use anyhow::Result;
use axum::{routing::get, Router};
use dotenvy::dotenv;
use sqlx::postgres::PgPoolOptions;
use std::{env, net::SocketAddr, path::PathBuf};

mod extraction;
mod labs;
mod models;
mod routes;
mod schedule;
mod scoring;
mod streak;

#[tokio::main]
async fn main() -> Result<()> {
    dotenv().ok();
    tracing_subscriber::fmt::init();

    let database_url = env::var("DATABASE_URL")?;
    let pool = PgPoolOptions::new()
        .max_connections(5)
        .connect(&database_url)
        .await?;

    let upload_dir = PathBuf::from(env::var("UPLOAD_DIR").unwrap_or_else(|_| "uploads".into()));
    let extraction = extraction::ExtractionClient::from_env()?;

    let app = Router::new()
        .merge(routes::profile::routes(pool.clone()))
        .merge(routes::checkin::routes(pool.clone()))
        .merge(routes::test_results::routes(pool.clone(), extraction))
        .merge(routes::articles::routes(pool.clone()))
        .merge(routes::files::routes(upload_dir))
        .route("/health", get(|| async { "✅ Backend up" }));

    let addr = SocketAddr::from(([0, 0, 0, 0], 3060));
    tracing::info!("🧠 Server running at {}", addr);

    axum::serve(
        tokio::net::TcpListener::bind(addr).await?,
        app.into_make_service(),
    )
    .await?;

    Ok(())
}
- - - - -
* [BRIEF]: Gather up the lines containing the word "axum" from these records and copy them.

* [SOLUTION FOR THIS PROBLEM]:
use axum::{routing::get, Router};
    axum::serve(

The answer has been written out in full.